Do eight out of 10 Scottish people love to eat deep-fried Mars Bars? We could find out from a representative sample, it may be more than eight out of 10, or possibly fewer. So, say it is eight out of 10, why do they like them? What is the appeal?

This is something bare quantitative data cannot tell us, so we have to delve deeper. Qualitative data is all about the individual, what are their motivations, likes and dislikes.

Qualitative marketingQualitative data is not countable and describes qualities, characteristics, opinions, perceptions and preferences and is used by agencies like ECS – see https://www.weareecs.co.uk/social-research-insight for more information.

The four main ways of gathering qualitative information are observation, focus groups, one-to-one in-depth interviews and diary-keeping.

Let’s take a look at these methods in a little more detail.

Observation

Observation is probably the most passive way of gaining qualitative information but can offer valuable insights.

A trained observer can glean a whole myriad of information from an individual or group based on facial expressions, behaviour, actions and general body language within a natural or set up situation.

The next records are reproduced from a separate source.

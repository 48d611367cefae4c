//! Backend client seam.
//!
//! Every view talks to the hosted backend through [`WeddingRepository`]. The HTTP
//! implementation lives in [`crate::supabase`]; [`crate::demo`] provides the in-memory one used
//! when no backend is configured.

use async_trait::async_trait;
use std::time::Duration;
use uuid::Uuid;

use crate::error::Result;
use crate::models::{AuthUser, NewPhoto, NewRsvp, NewWedding, PhotoRecord, RsvpRecord, SignupMetadata, WeddingRecord};

/// Authentication, record and object-storage operations of the backend
#[cfg_attr(test, mockall::automock)]
#[async_trait]
pub trait WeddingRepository: Send + Sync {
    /// Create an account; the confirmation email is sent by the backend
    async fn sign_up(&self, email: &str, password: &str, metadata: &SignupMetadata) -> Result<AuthUser>;

    /// Account of the current session, if any
    async fn current_user(&self) -> Result<Option<AuthUser>>;

    /// Send the signup confirmation email again
    async fn resend_confirmation(&self, email: &str) -> Result<()>;

    /// Insert a wedding and return the stored record
    async fn insert_wedding(&self, wedding: &NewWedding) -> Result<WeddingRecord>;

    /// Most recently created wedding
    async fn latest_wedding_id(&self) -> Result<Option<Uuid>>;

    /// Photo upload password stored for a wedding
    async fn wedding_upload_password(&self, wedding_id: Uuid) -> Result<Option<String>>;

    /// Insert an RSVP
    async fn insert_rsvp(&self, rsvp: &NewRsvp) -> Result<RsvpRecord>;

    /// Insert photo metadata
    async fn insert_photo(&self, photo: &NewPhoto) -> Result<PhotoRecord>;

    /// All photo metadata, newest upload first
    async fn list_photos(&self) -> Result<Vec<PhotoRecord>>;

    /// Store bytes at `path` in the photo bucket; never overwrites
    async fn upload_object(&self, path: &str, bytes: Vec<u8>) -> Result<()>;

    /// Time-limited retrieval URL for the object at `path`
    async fn create_signed_url(&self, path: &str, expires_in: Duration) -> Result<String>;
}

For example, an observer could watch customers in a shop taking note of which products draw the most attention, which shelf positions are visited most often or even taking note of the colours of the most often purchased products.

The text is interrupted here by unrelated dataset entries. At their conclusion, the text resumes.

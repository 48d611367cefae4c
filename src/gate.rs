//! Password gate in front of photo upload and the gallery.
//!
//! In the default [`GateMode::AnyNonEmpty`] mode any non-empty password is accepted. That is
//! a placeholder, not a security boundary: nothing is compared against the wedding's stored
//! password. [`GateMode::WeddingSecret`] performs the real comparison and should be used for
//! any deployment that guests can reach.

use std::str::FromStr;
use std::sync::Arc;
use tracing::{info, warn};
use uuid::Uuid;

use crate::error::{PlannerError, Result};
use crate::repository::WeddingRepository;

/// Message shown once the gate opens
pub const GRANTED_MESSAGE: &str = "Password verified! You can now upload photos.";

/// How a submitted password is checked
#[derive(Debug, Clone, Copy, Default, PartialEq, Eq)]
pub enum GateMode {
    /// Accept any non-empty password
    #[default]
    AnyNonEmpty,
    /// Compare against the wedding's stored photo upload password
    WeddingSecret,
}

impl FromStr for GateMode {
    type Err = PlannerError;

    fn from_str(s: &str) -> Result<Self> {
        match s {
            "any_non_empty" => Ok(Self::AnyNonEmpty),
            "wedding_secret" => Ok(Self::WeddingSecret),
            other => Err(PlannerError::InvalidConfig(format!(
                "Invalid gate mode: {other}. Must be one of: any_non_empty, wedding_secret"
            ))),
        }
    }
}

/// Result of a password submission
#[derive(Debug, Clone, PartialEq, Eq)]
pub enum GateOutcome {
    /// Gate is open for this session
    Granted,
    /// Gate stays closed, with the reason to show
    Rejected(String),
}

/// Per-session password gate
pub struct AccessGate {
    mode: GateMode,
    repository: Arc<dyn WeddingRepository>,
    wedding_id: Option<Uuid>,
    verified_wedding: Option<Uuid>,
    authenticated: bool,
}

impl AccessGate {
    /// Closed gate
    pub fn new(mode: GateMode, repository: Arc<dyn WeddingRepository>) -> Self {
        Self {
            mode,
            repository,
            wedding_id: None,
            verified_wedding: None,
            authenticated: false,
        }
    }

    /// Check passwords against this wedding instead of the most recent one
    #[must_use]
    pub fn for_wedding(mut self, wedding_id: Option<Uuid>) -> Self {
        self.wedding_id = wedding_id;
        self
    }

    /// Whether the gate is open
    #[must_use]
    pub const fn is_authenticated(&self) -> bool {
        self.authenticated
    }

    /// Wedding the open gate was granted for: the one whose password was checked, or the
    /// wedding passed to [`AccessGate::for_wedding`]. `None` while closed or when no wedding
    /// was involved.
    #[must_use]
    pub const fn wedding_id(&self) -> Option<Uuid> {
        if self.authenticated {
            self.verified_wedding
        } else {
            None
        }
    }

    /// Error unless the gate is open
    pub fn require(&self) -> Result<()> {
        if self.authenticated {
            Ok(())
        } else {
            Err(PlannerError::AccessDenied)
        }
    }

    /// Close the gate and return to the password prompt
    pub fn logout(&mut self) {
        self.authenticated = false;
        self.verified_wedding = None;
    }

    /// Submit a password
    pub async fn submit(&mut self, password: &str) -> Result<GateOutcome> {
        if password.is_empty() {
            self.logout();
            return Ok(GateOutcome::Rejected("Please enter the wedding password".to_string()));
        }

        let (outcome, wedding_id) = match self.mode {
            GateMode::AnyNonEmpty => (GateOutcome::Granted, self.wedding_id),
            GateMode::WeddingSecret => self.check_wedding_secret(password).await?,
        };

        let granted = outcome == GateOutcome::Granted;
        self.authenticated = granted;
        self.verified_wedding = if granted { wedding_id } else { None };
        if self.authenticated {
            info!(mode = ?self.mode, wedding_id = ?self.verified_wedding, "Photo gate opened");
        } else {
            warn!(mode = ?self.mode, "Photo gate password rejected");
        }
        Ok(outcome)
    }

    async fn check_wedding_secret(&self, password: &str) -> Result<(GateOutcome, Option<Uuid>)> {
        let wedding_id = match self.wedding_id {
            Some(id) => Some(id),
            None => self.repository.latest_wedding_id().await?,
        };
        let Some(wedding_id) = wedding_id else {
            return Ok((GateOutcome::Rejected("No wedding found".to_string()), None));
        };

        let stored = self.repository.wedding_upload_password(wedding_id).await?;
        let outcome = match stored {
            Some(stored) if constant_time_eq(stored.as_bytes(), password.as_bytes()) => GateOutcome::Granted,
            _ => GateOutcome::Rejected("Incorrect wedding password".to_string()),
        };
        Ok((outcome, Some(wedding_id)))
    }
}

fn constant_time_eq(a: &[u8], b: &[u8]) -> bool {
    if a.len() != b.len() {
        return false;
    }
    a.iter().zip(b).fold(0u8, |acc, (x, y)| acc | (x ^ y)) == 0
}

A similar method is a ‘shop-along’ where an observer will accompany a shopper discussing and exploring a buyer’s motivations and preferences while they shop along with taking note of non-verbal cues along the way.

Focus groups

This is a group interview with a selection of people who are asked open-ended questions and given a topic and sub-topics to discuss.

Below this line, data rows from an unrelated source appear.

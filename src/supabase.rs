//! HTTP implementation of [`WeddingRepository`] against a Supabase project.
//!
//! Auth goes through `/auth/v1`, table access through the PostgREST endpoint at `/rest/v1`,
//! and photos through `/storage/v1`. Backend error bodies are surfaced verbatim as
//! [`PlannerError::Backend`].

use async_trait::async_trait;
use reqwest::{Client, RequestBuilder, Response, StatusCode};
use secrecy::{ExposeSecret, SecretString};
use serde::Deserialize;
use serde_json::{json, Value};
use std::time::Duration;
use tokio::sync::RwLock;
use tracing::{debug, warn};
use uuid::Uuid;

use crate::config::AppConfig;
use crate::error::{PlannerError, Result};
use crate::models::{AuthUser, NewPhoto, NewRsvp, NewWedding, PhotoRecord, RsvpRecord, SignupMetadata, WeddingRecord};
use crate::repository::WeddingRepository;
use crate::validation::InputValidator;

const WEDDINGS_TABLE: &str = "weddings";
const RSVPS_TABLE: &str = "rsvps";
const PHOTOS_TABLE: &str = "photos";

/// Error code the auth service returns for a password login before confirmation
const EMAIL_NOT_CONFIRMED: &str = "email_not_confirmed";

#[derive(Debug, Deserialize)]
struct IdRow {
    id: Uuid,
}

#[derive(Debug, Deserialize)]
struct PasswordRow {
    photo_upload_password: Option<String>,
}

#[derive(Debug, Deserialize)]
struct SignedUrl {
    #[serde(rename = "signedURL", alias = "signedUrl")]
    signed_url: String,
}

struct Credentials {
    email: String,
    password: SecretString,
}

/// Supabase-backed repository
pub struct SupabaseRepo {
    http: Client,
    base_url: String,
    anon_key: SecretString,
    bucket: String,
    cache_control_secs: u64,
    access_token: RwLock<Option<SecretString>>,
    credentials: RwLock<Option<Credentials>>,
}

impl SupabaseRepo {
    /// Create a repository for the project at `base_url`
    pub fn new(base_url: &str, anon_key: &str, bucket: &str, connect_timeout: Duration) -> Result<Self> {
        InputValidator::validate_backend_url(base_url)?;
        if anon_key.trim().is_empty() {
            return Err(PlannerError::InvalidConfig("Backend API key cannot be empty".to_string()));
        }

        let http = Client::builder().connect_timeout(connect_timeout).build()?;

        Ok(Self {
            http,
            base_url: base_url.trim_end_matches('/').to_string(),
            anon_key: SecretString::from(anon_key.to_string()),
            bucket: bucket.to_string(),
            cache_control_secs: 3600,
            access_token: RwLock::new(None),
            credentials: RwLock::new(None),
        })
    }

    /// Create a repository from application configuration
    pub fn from_config(config: &AppConfig) -> Result<Self> {
        let mut repo = Self::new(
            &config.backend.url,
            &config.backend.anon_key,
            &config.storage.bucket,
            Duration::from_secs(config.backend.connect_timeout_secs),
        )?;
        repo.cache_control_secs = config.storage.cache_control_secs;
        Ok(repo)
    }

    /// Remember login credentials so a session can be re-established while waiting for the
    /// email confirmation (the confirmation link itself opens in a browser, not here).
    pub async fn remember_credentials(&self, email: &str, password: &str) {
        *self.credentials.write().await = Some(Credentials {
            email: email.to_string(),
            password: SecretString::from(password.to_string()),
        });
    }

    fn endpoint(&self, path: &str) -> String {
        format!("{}{}", self.base_url, path)
    }

    fn table_url(&self, table: &str) -> String {
        self.endpoint(&format!("/rest/v1/{table}"))
    }

    fn object_url(&self, path: &str) -> String {
        self.endpoint(&format!("/storage/v1/object/{}/{}", self.bucket, path.trim_start_matches('/')))
    }

    fn sign_url(&self, path: &str) -> String {
        self.endpoint(&format!("/storage/v1/object/sign/{}/{}", self.bucket, path.trim_start_matches('/')))
    }

    /// Attach the API key and the session token (or the anon key when signed out)
    async fn authorize(&self, request: RequestBuilder) -> RequestBuilder {
        let request = request.header("apikey", self.anon_key.expose_secret());
        match self.access_token.read().await.as_ref() {
            Some(token) => request.bearer_auth(token.expose_secret()),
            None => request.bearer_auth(self.anon_key.expose_secret()),
        }
    }

    /// Store the session token from an auth response, returning its user object
    async fn absorb_auth_response(&self, body: Value) -> Result<AuthUser> {
        if let Some(token) = body.get("access_token").and_then(Value::as_str) {
            *self.access_token.write().await = Some(SecretString::from(token.to_string()));
            let user = body
                .get("user")
                .cloned()
                .ok_or_else(|| PlannerError::Backend("auth response missing user".to_string()))?;
            return Ok(serde_json::from_value(user)?);
        }
        Ok(serde_json::from_value(body)?)
    }

    async fn insert_returning<T, R>(&self, table: &str, row: &T) -> Result<R>
    where
        T: serde::Serialize + Sync,
        R: serde::de::DeserializeOwned,
    {
        debug!(table, "Inserting record");
        let request = self
            .http
            .post(self.table_url(table))
            .header("Prefer", "return=representation")
            .json(&[row]);
        let response = check(self.authorize(request).await.send().await?).await?;
        let mut rows: Vec<R> = response.json().await?;
        if rows.is_empty() {
            return Err(PlannerError::Backend(format!("insert into {table} returned no rows")));
        }
        Ok(rows.swap_remove(0))
    }

    async fn password_login(&self) -> Result<Option<AuthUser>> {
        let credentials = self.credentials.read().await;
        let Some(credentials) = credentials.as_ref() else {
            return Ok(None);
        };

        let response = self
            .http
            .post(self.endpoint("/auth/v1/token"))
            .query(&[("grant_type", "password")])
            .header("apikey", self.anon_key.expose_secret())
            .json(&json!({
                "email": credentials.email,
                "password": credentials.password.expose_secret(),
            }))
            .send()
            .await?;

        if response.status() == StatusCode::BAD_REQUEST {
            let body = response.text().await?;
            if is_email_not_confirmed(&body) {
                debug!("Email not confirmed yet");
                return Ok(None);
            }
            return Err(PlannerError::Backend(error_message(StatusCode::BAD_REQUEST, &body)));
        }

        let body: Value = check(response).await?.json().await?;
        drop(credentials);
        self.absorb_auth_response(body).await.map(Some)
    }
}

/// Turn a non-success response into a backend error carrying the service's own message
async fn check(response: Response) -> Result<Response> {
    let status = response.status();
    if status.is_success() {
        return Ok(response);
    }
    let body = response.text().await.unwrap_or_default();
    Err(PlannerError::Backend(error_message(status, &body)))
}

/// Extract the human-readable message from an auth, PostgREST or storage error body
pub(crate) fn error_message(status: StatusCode, body: &str) -> String {
    let parsed: Option<Value> = serde_json::from_str(body).ok();
    parsed
        .as_ref()
        .and_then(|value| {
            ["msg", "message", "error_description", "error"]
                .iter()
                .find_map(|key| value.get(key).and_then(Value::as_str))
        })
        .map(ToString::to_string)
        .unwrap_or_else(|| {
            if body.trim().is_empty() {
                status.canonical_reason().unwrap_or("request failed").to_string()
            } else {
                body.trim().to_string()
            }
        })
}

fn is_email_not_confirmed(body: &str) -> bool {
    let parsed: Option<Value> = serde_json::from_str(body).ok();
    let code_matches = parsed
        .as_ref()
        .and_then(|value| value.get("error_code").and_then(Value::as_str))
        .is_some_and(|code| code == EMAIL_NOT_CONFIRMED);
    code_matches || body.to_lowercase().contains("email not confirmed")
}

fn content_type_for(path: &str) -> &'static str {
    match InputValidator::file_extension(path).as_str() {
        "jpg" | "jpeg" => "image/jpeg",
        "png" => "image/png",
        "gif" => "image/gif",
        "webp" => "image/webp",
        "heic" => "image/heic",
        "heif" => "image/heif",
        _ => "application/octet-stream",
    }
}

#[async_trait]
impl WeddingRepository for SupabaseRepo {
    async fn sign_up(&self, email: &str, password: &str, metadata: &SignupMetadata) -> Result<AuthUser> {
        debug!(email, "Creating account");
        let response = self
            .http
            .post(self.endpoint("/auth/v1/signup"))
            .header("apikey", self.anon_key.expose_secret())
            .json(&json!({ "email": email, "password": password, "data": metadata }))
            .send()
            .await?;
        let body: Value = check(response).await?.json().await?;
        self.remember_credentials(email, password).await;
        self.absorb_auth_response(body).await
    }

    async fn current_user(&self) -> Result<Option<AuthUser>> {
        let has_session = self.access_token.read().await.is_some();
        if has_session {
            let request = self.http.get(self.endpoint("/auth/v1/user"));
            let response = self.authorize(request).await.send().await?;
            if response.status() != StatusCode::UNAUTHORIZED {
                let user: AuthUser = check(response).await?.json().await?;
                return Ok(Some(user));
            }
            warn!("Session token rejected, signing in again");
            *self.access_token.write().await = None;
        }
        self.password_login().await
    }

    async fn resend_confirmation(&self, email: &str) -> Result<()> {
        debug!(email, "Resending confirmation email");
        let response = self
            .http
            .post(self.endpoint("/auth/v1/resend"))
            .header("apikey", self.anon_key.expose_secret())
            .json(&json!({ "type": "signup", "email": email }))
            .send()
            .await?;
        check(response).await?;
        Ok(())
    }

    async fn insert_wedding(&self, wedding: &NewWedding) -> Result<WeddingRecord> {
        self.insert_returning(WEDDINGS_TABLE, wedding).await
    }

    async fn latest_wedding_id(&self) -> Result<Option<Uuid>> {
        let request = self
            .http
            .get(self.table_url(WEDDINGS_TABLE))
            .query(&[("select", "id"), ("order", "created_at.desc"), ("limit", "1")]);
        let rows: Vec<IdRow> = check(self.authorize(request).await.send().await?).await?.json().await?;
        Ok(rows.into_iter().next().map(|row| row.id))
    }

    async fn wedding_upload_password(&self, wedding_id: Uuid) -> Result<Option<String>> {
        let id_filter = format!("eq.{wedding_id}");
        let request = self.http.get(self.table_url(WEDDINGS_TABLE)).query(&[
            ("select", "photo_upload_password"),
            ("id", id_filter.as_str()),
            ("limit", "1"),
        ]);
        let rows: Vec<PasswordRow> = check(self.authorize(request).await.send().await?).await?.json().await?;
        Ok(rows.into_iter().next().and_then(|row| row.photo_upload_password))
    }

    async fn insert_rsvp(&self, rsvp: &NewRsvp) -> Result<RsvpRecord> {
        self.insert_returning(RSVPS_TABLE, rsvp).await
    }

    async fn insert_photo(&self, photo: &NewPhoto) -> Result<PhotoRecord> {
        self.insert_returning(PHOTOS_TABLE, photo).await
    }

    async fn list_photos(&self) -> Result<Vec<PhotoRecord>> {
        let request = self
            .http
            .get(self.table_url(PHOTOS_TABLE))
            .query(&[("select", "*"), ("order", "uploaded_at.desc")]);
        let rows = check(self.authorize(request).await.send().await?).await?.json().await?;
        Ok(rows)
    }

    async fn upload_object(&self, path: &str, bytes: Vec<u8>) -> Result<()> {
        debug!(path, size = bytes.len(), "Uploading object");
        let request = self
            .http
            .post(self.object_url(path))
            .header("cache-control", format!("max-age={}", self.cache_control_secs))
            .header("x-upsert", "false")
            .header("content-type", content_type_for(path))
            .body(bytes);
        check(self.authorize(request).await.send().await?).await?;
        Ok(())
    }

    async fn create_signed_url(&self, path: &str, expires_in: Duration) -> Result<String> {
        let request = self
            .http
            .post(self.sign_url(path))
            .json(&json!({ "expiresIn": expires_in.as_secs() }));
        let signed: SignedUrl = check(self.authorize(request).await.send().await?).await?.json().await?;
        Ok(join_signed_url(&self.base_url, &signed.signed_url))
    }
}

/// The storage API answers with a path relative to `/storage/v1`
fn join_signed_url(base_url: &str, signed: &str) -> String {
    if signed.starts_with("http://") || signed.starts_with("https://") {
        return signed.to_string();
    }
    format!("{}/storage/v1/{}", base_url.trim_end_matches('/'), signed.trim_start_matches('/'))
}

These guided sessions can delve into people’s motivations, likes and dislikes involving a particular product or brand.

One-to-one interviews

This method goes a stage deeper into exploring emotions behind preferences and motivations.

The interviewer can delve into the “why” of a person’s motivation and attempt to understand what influences them to take a particular course of action and in marketing terms that means – what would encourage somebody to buy a particular product or service?

This method can be time-consuming and expensive compared to a focus group but really gets into the nitty-gritty of the “why, “how” and “who”.

Diary-keeping

This is when a participant is asked to keep a record on their experiences with a product. This can be especially helpful as a participant can make a note of their observations and opinions in real-time either hand-written or digitally with a voice recorder, mobile telephone, or video camera.

The information gathered from these different methods can then be used to inform a marketing campaign strategy in terms of what to concentrate on based on the insights into the consumer’s motives when considering a product.

The outcomes from this type of research method are essential when attempting to target and connect with a consumer at a deeper level.